(Stored items)
== Segment start ==
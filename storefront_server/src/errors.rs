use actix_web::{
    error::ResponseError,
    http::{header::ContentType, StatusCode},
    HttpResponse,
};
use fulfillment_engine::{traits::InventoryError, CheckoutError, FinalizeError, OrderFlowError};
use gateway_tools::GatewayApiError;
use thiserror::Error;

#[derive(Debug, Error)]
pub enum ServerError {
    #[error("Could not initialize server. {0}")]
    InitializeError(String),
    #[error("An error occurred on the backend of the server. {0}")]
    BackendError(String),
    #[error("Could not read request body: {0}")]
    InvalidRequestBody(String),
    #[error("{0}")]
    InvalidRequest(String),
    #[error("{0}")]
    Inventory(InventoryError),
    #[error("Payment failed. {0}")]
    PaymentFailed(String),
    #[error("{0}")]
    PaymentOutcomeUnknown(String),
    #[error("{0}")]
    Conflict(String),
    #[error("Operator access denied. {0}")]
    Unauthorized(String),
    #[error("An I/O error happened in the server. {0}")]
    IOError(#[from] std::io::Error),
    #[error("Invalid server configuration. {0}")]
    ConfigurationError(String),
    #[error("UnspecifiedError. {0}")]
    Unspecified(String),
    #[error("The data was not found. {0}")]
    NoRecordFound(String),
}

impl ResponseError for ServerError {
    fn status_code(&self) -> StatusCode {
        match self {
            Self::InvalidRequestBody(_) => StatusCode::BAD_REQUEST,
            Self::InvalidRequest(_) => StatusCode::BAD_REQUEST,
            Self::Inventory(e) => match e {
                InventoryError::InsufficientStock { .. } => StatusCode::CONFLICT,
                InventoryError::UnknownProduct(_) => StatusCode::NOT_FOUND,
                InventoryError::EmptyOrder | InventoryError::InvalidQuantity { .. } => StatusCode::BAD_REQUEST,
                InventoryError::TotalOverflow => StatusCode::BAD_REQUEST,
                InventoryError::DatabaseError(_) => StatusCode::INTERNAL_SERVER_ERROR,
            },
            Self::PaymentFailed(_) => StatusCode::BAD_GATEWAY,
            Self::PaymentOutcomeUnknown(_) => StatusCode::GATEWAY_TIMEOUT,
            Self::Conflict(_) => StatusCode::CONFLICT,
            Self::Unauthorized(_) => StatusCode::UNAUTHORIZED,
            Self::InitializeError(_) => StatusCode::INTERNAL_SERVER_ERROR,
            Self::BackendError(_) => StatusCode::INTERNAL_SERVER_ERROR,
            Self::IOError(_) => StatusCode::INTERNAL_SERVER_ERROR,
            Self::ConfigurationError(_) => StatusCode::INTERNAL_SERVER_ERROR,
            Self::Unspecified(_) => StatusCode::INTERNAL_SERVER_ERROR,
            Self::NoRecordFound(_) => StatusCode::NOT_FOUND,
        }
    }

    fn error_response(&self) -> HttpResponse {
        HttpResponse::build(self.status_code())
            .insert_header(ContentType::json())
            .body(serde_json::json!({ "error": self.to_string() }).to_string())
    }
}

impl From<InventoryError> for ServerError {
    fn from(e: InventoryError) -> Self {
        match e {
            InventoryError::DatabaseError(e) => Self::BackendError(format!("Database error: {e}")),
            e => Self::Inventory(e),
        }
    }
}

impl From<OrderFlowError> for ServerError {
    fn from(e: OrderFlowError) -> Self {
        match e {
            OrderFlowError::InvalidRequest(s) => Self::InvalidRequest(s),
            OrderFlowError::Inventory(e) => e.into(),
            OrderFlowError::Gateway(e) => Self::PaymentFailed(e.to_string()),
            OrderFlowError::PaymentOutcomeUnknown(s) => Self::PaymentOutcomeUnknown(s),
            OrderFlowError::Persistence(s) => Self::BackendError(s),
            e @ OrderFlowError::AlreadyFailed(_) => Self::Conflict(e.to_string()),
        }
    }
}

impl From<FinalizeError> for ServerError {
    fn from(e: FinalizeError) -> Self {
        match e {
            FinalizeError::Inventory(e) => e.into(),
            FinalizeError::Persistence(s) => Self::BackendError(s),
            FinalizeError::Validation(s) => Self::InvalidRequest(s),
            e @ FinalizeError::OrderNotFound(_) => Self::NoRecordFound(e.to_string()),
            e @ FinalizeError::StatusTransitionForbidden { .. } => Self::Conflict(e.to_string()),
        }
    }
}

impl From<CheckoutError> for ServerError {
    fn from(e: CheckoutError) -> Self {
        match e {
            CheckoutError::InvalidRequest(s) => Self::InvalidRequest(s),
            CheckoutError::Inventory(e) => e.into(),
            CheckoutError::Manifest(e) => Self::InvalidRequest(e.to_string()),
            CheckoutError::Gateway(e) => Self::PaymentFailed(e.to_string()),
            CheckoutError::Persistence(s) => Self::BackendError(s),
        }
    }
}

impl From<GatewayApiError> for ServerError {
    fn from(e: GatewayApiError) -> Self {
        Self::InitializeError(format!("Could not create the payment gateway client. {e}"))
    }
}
== Segment end ==
- **Work item**
Each line of the data is to be transcribed exactly, with nothing left out.

- **Answer for the task**
filename storefront_server/src/errors.rs
use actix_web::{
    error::ResponseError,
    http::{header::ContentType, StatusCode},
    HttpResponse,
};
use fulfillment_engine::{traits::InventoryError, CheckoutError, FinalizeError, OrderFlowError};
use gateway_tools::GatewayApiError;
use thiserror::Error;

#[derive(Debug, Error)]
pub enum ServerError {
    #[error("Could not initialize server. {0}")]
    InitializeError(String),
    #[error("An error occurred on the backend of the server. {0}")]
    BackendError(String),
    #[error("Could not read request body: {0}")]
    InvalidRequestBody(String),
    #[error("{0}")]
    InvalidRequest(String),
    #[error("{0}")]
    Inventory(InventoryError),
    #[error("Payment failed. {0}")]
    PaymentFailed(String),
    #[error("{0}")]
    PaymentOutcomeUnknown(String),
    #[error("{0}")]
    Conflict(String),
    #[error("Operator access denied. {0}")]
    Unauthorized(String),
    #[error("An I/O error happened in the server. {0}")]
    IOError(#[from] std::io::Error),
    #[error("Invalid server configuration. {0}")]
    ConfigurationError(String),
    #[error("UnspecifiedError. {0}")]
    Unspecified(String),
    #[error("The data was not found. {0}")]
    NoRecordFound(String),
}

impl ResponseError for ServerError {
    fn status_code(&self) -> StatusCode {
        match self {
            Self::InvalidRequestBody(_) => StatusCode::BAD_REQUEST,
            Self::InvalidRequest(_) => StatusCode::BAD_REQUEST,
            Self::Inventory(e) => match e {
                InventoryError::InsufficientStock { .. } => StatusCode::CONFLICT,
                InventoryError::UnknownProduct(_) => StatusCode::NOT_FOUND,
                InventoryError::EmptyOrder | InventoryError::InvalidQuantity { .. } => StatusCode::BAD_REQUEST,
                InventoryError::TotalOverflow => StatusCode::BAD_REQUEST,
                InventoryError::DatabaseError(_) => StatusCode::INTERNAL_SERVER_ERROR,
            },
            Self::PaymentFailed(_) => StatusCode::BAD_GATEWAY,
            Self::PaymentOutcomeUnknown(_) => StatusCode::GATEWAY_TIMEOUT,
            Self::Conflict(_) => StatusCode::CONFLICT,
            Self::Unauthorized(_) => StatusCode::UNAUTHORIZED,
            Self::InitializeError(_) => StatusCode::INTERNAL_SERVER_ERROR,
            Self::BackendError(_) => StatusCode::INTERNAL_SERVER_ERROR,
            Self::IOError(_) => StatusCode::INTERNAL_SERVER_ERROR,
            Self::ConfigurationError(_) => StatusCode::INTERNAL_SERVER_ERROR,
            Self::Unspecified(_) => StatusCode::INTERNAL_SERVER_ERROR,
            Self::NoRecordFound(_) => StatusCode::NOT_FOUND,
        }
    }

    fn error_response(&self) -> HttpResponse {
        HttpResponse::build(self.status_code())
            .insert_header(ContentType::json())
            .body(serde_json::json!({ "error": self.to_string() }).to_string())
    }
}

impl From<InventoryError> for ServerError {
    fn from(e: InventoryError) -> Self {
        match e {
            InventoryError::DatabaseError(e) => Self::BackendError(format!("Database error: {e}")),
            e => Self::Inventory(e),
        }
    }
}

impl From<OrderFlowError> for ServerError {
    fn from(e: OrderFlowError) -> Self {
        match e {
            OrderFlowError::InvalidRequest(s) => Self::InvalidRequest(s),
            OrderFlowError::Inventory(e) => e.into(),
            OrderFlowError::Gateway(e) => Self::PaymentFailed(e.to_string()),
            OrderFlowError::PaymentOutcomeUnknown(s) => Self::PaymentOutcomeUnknown(s),
            OrderFlowError::Persistence(s) => Self::BackendError(s),
            e @ OrderFlowError::AlreadyFailed(_) => Self::Conflict(e.to_string()),
        }
    }
}

impl From<FinalizeError> for ServerError {
    fn from(e: FinalizeError) -> Self {
        match e {
            FinalizeError::Inventory(e) => e.into(),
            FinalizeError::Persistence(s) => Self::BackendError(s),
            FinalizeError::Validation(s) => Self::InvalidRequest(s),
            e @ FinalizeError::OrderNotFound(_) => Self::NoRecordFound(e.to_string()),
            e @ FinalizeError::StatusTransitionForbidden { .. } => Self::Conflict(e.to_string()),
        }
    }
}

impl From<CheckoutError> for ServerError {
    fn from(e: CheckoutError) -> Self {
        match e {
            CheckoutError::InvalidRequest(s) => Self::InvalidRequest(s),
            CheckoutError::Inventory(e) => e.into(),
            CheckoutError::Manifest(e) => Self::InvalidRequest(e.to_string()),
            CheckoutError::Gateway(e) => Self::PaymentFailed(e.to_string()),
            CheckoutError::Persistence(s) => Self::BackendError(s),
        }
    }
}

impl From<GatewayApiError> for ServerError {
    fn from(e: GatewayApiError) -> Self {
        Self::InitializeError(format!("Could not create the payment gateway client. {e}"))
    }
}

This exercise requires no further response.